Der Kläger hat nach dem Urteil des SG Duisburg vom 25.05.2023 (Az. S 36 U 366/22) keinen Anspruch gegen die Beklagte auf Anerkennung des Ereignisses vom 16.10.2021 als Arbeitsunfall gem. § 8 Abs. 1 SGB VII, da sich der streitgegenständliche Unfall nicht infolge der versicherten Tätigkeit des Klägers ereignet hat. Nach der Rechtsprechung des Bundessozialgerichts (BSG), auf die sich das SG vorliegend beruft, ist der ursächliche Zusammenhang zwischen der versicherten Verrichtung zur Zeit des Unfalls und dem Unfallereignis, mithin die Unfallkausalität, ausgeschlossen, wenn der Versicherte unter dem Einfluss von Drogen oder anderen die Fahrtüchtigkeit im Straßenverkehr beeinträchtigenden Substanzen stand und deren Wirkung nach den Umständen die allein wesentliche Bedingung für den Unfall war (BSG, Urteil vom 30.1.2007, Az. B 2 U 23/05 R). 
Dies bedeute, dass die Unfallkausalität nicht vorliegt, wenn die nicht versicherte Ursache gegenüber der versicherten Ursache von überragender Bedeutung sei. 

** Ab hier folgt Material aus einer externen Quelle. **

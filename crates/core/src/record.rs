use indexmap::IndexMap;
use serde::{Deserialize, Serialize};
use uuid::Uuid;

/// Tenant identifier — every imported row belongs to exactly one tenant.
pub type TenantId = Uuid;

/// A source or mapped row: flat field map in insertion order.
/// Serializes as a plain JSON object.
pub type Record = IndexMap<String, FieldValue>;

/// Typed field values — exports arrive mostly as strings but we preserve type info.
#[derive(Debug, Clone, Serialize, Deserialize, PartialEq)]
#[serde(untagged)]
pub enum FieldValue {
    Text(String),
    Integer(i64),
    Float(f64),
    Boolean(bool),
    Null,
}

impl FieldValue {
    /// Extract as string, returning None for non-text values.
    pub fn as_str(&self) -> Option<&str> {
        match self {
            FieldValue::Text(s) => Some(s.as_str()),
            _ => None,
        }
    }

    pub fn is_null(&self) -> bool {
        matches!(self, FieldValue::Null)
    }

    /// True for Null and for text that is empty or whitespace.
    pub fn is_blank(&self) -> bool {
        match self {
            FieldValue::Null => true,
            FieldValue::Text(s) => s.trim().is_empty(),
            _ => false,
        }
    }

    /// Render for prompts, search text and transform input. Null renders empty.
    pub fn render(&self) -> String {
        match self {
            FieldValue::Text(s) => s.clone(),
            FieldValue::Integer(i) => i.to_string(),
            FieldValue::Float(f) => f.to_string(),
            FieldValue::Boolean(b) => b.to_string(),
            FieldValue::Null => String::new(),
        }
    }

    /// Convert an arbitrary JSON value; nested arrays/objects are stringified.
    pub fn from_json(value: &serde_json::Value) -> Self {
        match value {
            serde_json::Value::Null => FieldValue::Null,
            serde_json::Value::Bool(b) => FieldValue::Boolean(*b),
            serde_json::Value::Number(n) => match n.as_i64() {
                Some(i) => FieldValue::Integer(i),
                None => FieldValue::Float(n.as_f64().unwrap_or(0.0)),
            },
            serde_json::Value::String(s) => FieldValue::Text(s.clone()),
            other => FieldValue::Text(other.to_string()),
        }
    }
}

/// Build a record from a raw JSON object.
pub fn record_from_json(obj: &serde_json::Map<String, serde_json::Value>) -> Record {
    obj.iter()
        .map(|(k, v)| (k.clone(), FieldValue::from_json(v)))
        .collect()
}

#[cfg(test)]
mod tests {
    use super::*;

    #[test]
    fn from_json_preserves_scalar_types() {
        assert_eq!(
            FieldValue::from_json(&serde_json::json!("INV-1")),
            FieldValue::Text("INV-1".to_string())
        );
        assert_eq!(FieldValue::from_json(&serde_json::json!(42)), FieldValue::Integer(42));
        assert_eq!(FieldValue::from_json(&serde_json::json!(1.5)), FieldValue::Float(1.5));
        assert_eq!(FieldValue::from_json(&serde_json::json!(true)), FieldValue::Boolean(true));
        assert_eq!(FieldValue::from_json(&serde_json::Value::Null), FieldValue::Null);
    }

    #[test]
    fn from_json_stringifies_nested_values() {
        let v = FieldValue::from_json(&serde_json::json!(["a", "b"]));
        assert_eq!(v, FieldValue::Text("[\"a\",\"b\"]".to_string()));
    }

    #[test]
    fn blank_covers_null_and_whitespace() {
        assert!(FieldValue::Null.is_blank());
        assert!(FieldValue::Text("   ".to_string()).is_blank());
        assert!(!FieldValue::Text("x".to_string()).is_blank());
        assert!(!FieldValue::Integer(0).is_blank());
    }

    #[test]
    fn record_serializes_as_plain_object() {
        let mut record = Record::new();
        record.insert("name".to_string(), FieldValue::Text("Acme".to_string()));
        record.insert("visits".to_string(), FieldValue::Integer(3));
        record.insert("vip".to_string(), FieldValue::Null);

        let json = serde_json::to_value(&record).unwrap();
        assert_eq!(json, serde_json::json!({"name": "Acme", "visits": 3, "vip": null}));

        let back: Record = serde_json::from_value(json).unwrap();
        assert_eq!(back, record);
    }
}
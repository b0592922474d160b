use serde::{Deserialize, Serialize};

use crate::record::Record;

/// Stable machine-readable codes carried on per-record errors.
pub mod codes {
    pub const UNIQUE_VIOLATION: &str = "unique_violation";
    pub const CHECK_VIOLATION: &str = "check_violation";
    pub const NOT_NULL_VIOLATION: &str = "not_null_violation";
    pub const STORE_REJECTED: &str = "store_rejected";
    pub const INTERNAL: &str = "internal";
}

#[derive(Debug, Clone, Copy, PartialEq, Eq, Serialize, Deserialize)]
#[serde(rename_all = "lowercase")]
pub enum ErrorSeverity {
    Warning,
    Error,
}

/// One failed record, kept with enough context to retry by hand.
#[derive(Debug, Clone, Serialize, Deserialize)]
pub struct ImportError {
    /// Position of the record in the original input (0-based).
    pub record_index: usize,
    /// The mapped payload that was rejected.
    pub payload: Record,
    pub message: String,
    pub code: String,
    pub severity: ErrorSeverity,
    pub retryable: bool,
}
use async_trait::async_trait;
use serde_json::json;
use tracing::debug;

use crate::provider::{LlmError, LlmProvider, OraclePrompt};

pub struct ClaudeProvider {
    client: reqwest::Client,
    api_key: String,
    model: String,
}

impl ClaudeProvider {
    pub fn new(api_key: String, model: String) -> Self {
        Self {
            client: reqwest::Client::new(),
            api_key,
            model,
        }
    }
}

#[async_trait]
impl LlmProvider for ClaudeProvider {
    async fn complete(
        &self,
        prompt: &OraclePrompt,
        temperature: f32,
        max_tokens: u32,
    ) -> Result<String, LlmError> {
        let url = "https://api.anthropic.com/v1/messages";

        // The Messages API takes the system prompt as a top-level field.
        let body = json!({
            "model": self.model,
            "system": prompt.system,
            "messages": [
                {"role": "user", "content": prompt.user},
            ],
            "temperature": temperature,
            "max_tokens": max_tokens,
        });

        debug!("Claude request to {}", url);

        let response = self
            .client
            .post(url)
            .header("x-api-key", &self.api_key)
            .header("anthropic-version", "2023-06-01")
            .header("Content-Type", "application/json")
            .json(&body)
            .send()
            .await?;

        let status = response.status().as_u16();
        if status != 200 {
            let body = response.text().await.unwrap_or_default();
            return Err(LlmError::Api { status, body });
        }

        let resp: serde_json::Value = response.json().await?;
        let content = resp["content"][0]["text"]
            .as_str()
            .ok_or_else(|| LlmError::MalformedReply("missing content[0].text".into()))?
            .to_string();

        Ok(content)
    }
}
impl BatchProcessor {
    pub fn new(store: Arc<dyn Datastore>, config: BatchConfig) -> Self {
        Self { store, config }
    }

    /// Insert all records for one tenant, adapting batch size as it goes.
    ///
    /// Cancellation is honored between batches only; records of a batch in
    /// flight either all land (bulk) or are settled row by row (fallback)
    /// before the token is looked at again.
    pub async fn process(
        &self,
        records: Vec<Record>,
        entity: EntityKind,
        tenant_id: TenantId,
        progress: Option<&ProgressFn>,
        cancel: &CancellationToken,
    ) -> Result<BatchReport, PipelineError> {
        let total = records.len();
        let mut state = BatchRunState::new(self.config.clone());
        let mut report = BatchReport::default();
        let mut index = 0;
        let mut batch_no = 0;

        while index < total {
            if cancel.is_cancelled() {
                warn!(
                    entity = %entity,
                    processed = index,
                    total,
                    "import cancelled, keeping committed batches"
                );
                report.cancelled = true;
                break;
            }

            let size = state.current_size().min(total - index);
            let now = Utc::now();
            let stamped: Vec<StampedRecord> = records[index..index + size]
                .iter()
                .map(|fields| StampedRecord::stamp(tenant_id, entity, fields.clone(), now))
                .collect();

            let started = Instant::now();
            let (successes, mut errors) = match self.store.insert_batch(entity, &stamped).await {
                Ok(_) => (size, Vec::new()),
                Err(err @ StoreError::Unavailable(_)) => return Err(err.into()),
                Err(StoreError::Rejected { message, .. }) => {
                    debug!(
                        entity = %entity,
                        batch = batch_no,
                        size,
                        reason = %message,
                        "bulk insert rejected, isolating rows"
                    );
                    self.insert_individually(entity, &stamped, index).await?
                }
            };
            let duration = started.elapsed();

            report.success_count += successes;
            report.failure_count += errors.len();
            report.errors.append(&mut errors);
            index += size;
            report.total_processed = index;

            state.observe(successes as f64 / size as f64, duration);
            debug!(
                entity = %entity,
                batch = batch_no,
                size,
                successes,
                duration_ms = duration.as_millis() as u64,
                next_size = state.current_size(),
                "batch settled"
            );

            if let Some(callback) = progress {
                callback(index, total);
            }
            batch_no += 1;
        }

        report.final_batch_size = state.current_size();
        Ok(report)
    }

    /// Per-record fallback after a rejected bulk insert.
    ///
    /// `base_index` is the batch's offset into the original input, so error
    /// indices always point at source rows.
    async fn insert_individually(
        &self,
        entity: EntityKind,
        batch: &[StampedRecord],
        base_index: usize,
    ) -> Result<(usize, Vec<ImportError>), PipelineError> {
        let mut successes = 0;
        let mut errors = Vec::new();

        for (offset, record) in batch.iter().enumerate() {
            match self.store.insert_one(entity, record).await {
                Ok(_) => successes += 1,
                Err(err @ StoreError::Unavailable(_)) => return Err(err.into()),
                Err(StoreError::Rejected {
                    message,
                    code,
                    retryable,
                }) => {
                    errors.push(ImportError {
                        record_index: base_index + offset,
                        payload: record.fields.clone(),
                        message,
                        code,
                        severity: ErrorSeverity::Error,
                        retryable,
                    });
                }
            }
        }

        Ok((successes, errors))
    }
}
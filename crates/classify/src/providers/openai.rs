use async_trait::async_trait;
use serde_json::json;
use tracing::debug;

use crate::provider::{LlmError, LlmProvider, OraclePrompt};

/// OpenAI chat completions, or anything speaking the same dialect behind
/// a custom base URL.
pub struct OpenAiProvider {
    client: reqwest::Client,
    api_key: String,
    model: String,
    base_url: String,
}

impl OpenAiProvider {
    pub fn new(api_key: String, model: String, base_url: String) -> Self {
        Self {
            client: reqwest::Client::new(),
            api_key,
            model,
            base_url,
        }
    }
}

#[async_trait]
impl LlmProvider for OpenAiProvider {
    async fn complete(
        &self,
        prompt: &OraclePrompt,
        temperature: f32,
        max_tokens: u32,
    ) -> Result<String, LlmError> {
        let url = format!("{}/v1/chat/completions", self.base_url);

        let body = json!({
            "model": self.model,
            "messages": [
                {"role": "system", "content": prompt.system},
                {"role": "user", "content": prompt.user},
            ],
            "temperature": temperature,
            "max_tokens": max_tokens,
        });

        debug!("OpenAI request to {}", url);

        let response = self
            .client
            .post(&url)
            .header("Authorization", format!("Bearer {}", self.api_key))
            .header("Content-Type", "application/json")
            .json(&body)
            .send()
            .await?;

        let status = response.status().as_u16();
        if status != 200 {
            let body = response.text().await.unwrap_or_default();
            return Err(LlmError::Api { status, body });
        }

        let resp: serde_json::Value = response.json().await?;
        let content = resp["choices"][0]["message"]["content"]
            .as_str()
            .ok_or_else(|| LlmError::MalformedReply("missing choices[0].message.content".into()))?
            .to_string();

        Ok(content)
    }
}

Des Weiteren lege das BSG in seiner Entscheidung dar, dass ein vorheriger Cannabiskonsum nur dann als allein wesentliche Ursache des Unfalls angesehen werden kann, wenn ein THC-Wert von mindestens 1 ng/ml festgestellt wurde und weitere Beweisanzeichen die drogenbedingte Fahruntüchtigkeit des Versicherten, ähnlich wie bei einer relativen Fahruntüchtigkeit mit einer BAK von unter 1,1 ‰, belegen. Derartige Beweisanzeichen sind, wie sich aus der Wirkung des Cannabiskonsums ergibt, zum Teil dieselben wie nach Alkoholgenuss und teilweise solche, die typischerweise auf Cannabiskonsum zurückzuführen sind, wie Gangunsicherheiten, Müdigkeit, Apathie, Denk-, Konzentrations-, Aufmerksamkeits- und Wahrnehmungsstörungen sowie leichte Ablenkbarkeit.
Diese Voraussetzungen für einen Ausschluss der Unfallkausalität seien vorliegend erfüllt. Das SG ist nach der durchgeführten Beweisaufnahme zu der Überzeugung gelangt, dass die Wirkung der von dem Kläger konsumierten Drogen die allein wesentliche Bedingung für den Unfall vom 16.10.2021 war.

Wichtig für die Praxis

Die Entscheidung gibt keine neuen Erkenntnisse wieder, bekommt aber im Zuge der von der Ampel-Koalition geplanten Legalisierung des Cannabis-Konsums eine ganz neue Bedeutung. In Betrieben, in denen im Rahmen der Präventionsmaßnahmen auch Unterweisungen zum Unfallversicherungsschutz auf den mit der Arbeit verbundenen Wegen stattfinden, sollte zukünftig neben der Alkohol- auch die Gefährdung durch Drogenkonsum thematisiert werden.